Abstract

This study examines the long-run impact of coal usage decline from a disaggregated energy consumption perspective by considering the role of coal usage on carbon dioxide (CO2) emissions and economic growth. For this purpose, the study focuses on China and India as the leading coal-user countries; considers coal, oil, natural gas, and renewable energy consumption as explanatory variables; uses yearly data from 1990 to 2021, and applies a novel dynamic autoregressive distributed lag (DYNARDL) simulations. Also, the Kernel-based regularized least squares (KRLS) approach is performed for robustness checks.
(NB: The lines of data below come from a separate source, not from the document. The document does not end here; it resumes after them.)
//! Common definitions.
//!
//! List of available Cargo features:
#![doc = document_features::document_features!()]
#![deny(
    nonstandard_style,
    rust_2018_idioms,
    rustdoc::all,
    trivial_casts,
    trivial_numeric_casts,
    unsafe_code
)]
#![forbid(non_ascii_idents)]
#![warn(
    clippy::allow_attributes,
    clippy::allow_attributes_without_reason,
    clippy::pedantic,
    clippy::wildcard_enum_match_arm,
    deprecated_in_future,
    missing_copy_implementations,
    missing_debug_implementations,
    missing_docs,
    unreachable_pub,
    unused_crate_dependencies,
    unused_import_braces,
    unused_labels,
    unused_lifetimes,
    unused_qualifications,
    unused_results
)]

pub mod datetime;
pub mod handler;
mod kind;
pub mod money;
pub mod operations;
mod percent;
pub mod unit;

pub use self::{
    datetime::{DateTime, DateTimeOf},
    handler::Handler,
    money::Money,
    percent::Percent,
};

#[doc(hidden)]
pub mod private {
    //! Private definitions used by macros.

    pub use strum;
}
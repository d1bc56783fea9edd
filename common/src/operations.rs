//! Abstract operations.

use std::marker::PhantomData;

/// Operation to insert a value.
#[derive(Clone, Copy, Debug)]
pub struct Insert<T>(pub T);

/// Operation to select a value.
#[derive(Clone, Copy, Debug)]
pub struct Select<T>(pub T);

/// Selector of every available `T`.
#[derive(Debug)]
pub struct All<T>(PhantomData<T>);

impl<T> All<T> {
    /// Creates a new [`All`] selector.
    #[must_use]
    pub const fn new() -> Self {
        Self(PhantomData)
    }
}

impl<T> Default for All<T> {
    fn default() -> Self {
        Self::new()
    }
}

impl<T> Clone for All<T> {
    fn clone(&self) -> Self {
        *self
    }
}

impl<T> Copy for All<T> {}
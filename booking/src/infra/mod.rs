//! Infrastructure layer.

pub mod api;

pub use self::api::Api;
#[cfg(feature = "fixture")]
pub use self::api::Fixture;
//! [`Handler`] abstractions.

use std::future::Future;

/// Executable handler.
///
/// Every collaborator seam (fetching catalogs, submitting bookings) is
/// expressed as a [`Handler`] parametrized by the operation it performs, so a
/// single type may serve many operations.
///
/// # Example
///
/// ```rust
/// # use std::convert::Infallible;
/// # use common::{operations::{All, Select}, Handler};
/// #
/// struct Catalog;
///
/// impl Handler<Select<All<String>>> for Catalog {
///     type Ok = Vec<String>;
///     type Err = Infallible;
///
///     async fn execute(
///         &self,
///         _: Select<All<String>>,
///     ) -> Result<Self::Ok, Self::Err> {
///         Ok(vec!["Deep Cleaning".to_owned()])
///     }
/// }
/// ```
pub trait Handler<Args = ()> {
    /// Type of successful [`Handler`] result.
    type Ok;

    /// Type of this [`Handler`] error.
    type Err;

    /// Executes this [`Handler`] with the provided arguments.
    fn execute(
        &self,
        args: Args,
    ) -> impl Future<Output = Result<Self::Ok, Self::Err>>;
}
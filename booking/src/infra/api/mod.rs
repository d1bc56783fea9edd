//! [`Api`]-related implementations.

#[cfg(feature = "fixture")]
pub mod fixture;

use derive_more::{Display, Error as StdError};

#[cfg(feature = "fixture")]
pub use self::fixture::Fixture;

/// Operation of a booking backend.
pub use common::Handler as Api;

/// [`Api`] error.
#[derive(Clone, Debug, Display, Eq, PartialEq, StdError)]
pub enum Error {
    /// Backend refused the operation, explaining the reason with a detail
    /// message meant for a customer.
    #[display("{_0}")]
    Rejected(#[error(not(source))] String),

    /// Backend cannot be reached.
    #[display("Backend is unavailable: {_0}")]
    Unavailable(#[error(not(source))] String),
}

impl Error {
    /// Returns the customer-facing detail message of this [`Error`].
    #[must_use]
    pub fn detail(&self) -> &str {
        match self {
            Self::Rejected(detail) | Self::Unavailable(detail) => detail,
        }
    }
}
The outcomes show that (i) there is cointegration between coal usage and CO2 emissions, and between coal usage and economic growth in the long run; (ii) coal usage is the most important indicator among explanatory variables; (iii) coal usage has a statistically significant impact on CO2 emissions in both China and India; (iv) however, coal usage is not significantly effective on economic growth for both China and India based on DYNARDL simulations; (v) negative counterfactual shocks in coal usage have a decreasing impact on CO2 emissions; (vi) KRLS results show that coal usage has a causal impact on CO2 emissions and the results of the DYNARDL simulations are robust. Hence, counterfactual shocks present important insights about the future impacts of coal usage decline on both CO2 emissions and economic growth. Based on the empirical results, policy implications, such as decreasing the amount of coal usage on and increasing the amount of alternative energy sources in the total energy mix, are also proposed.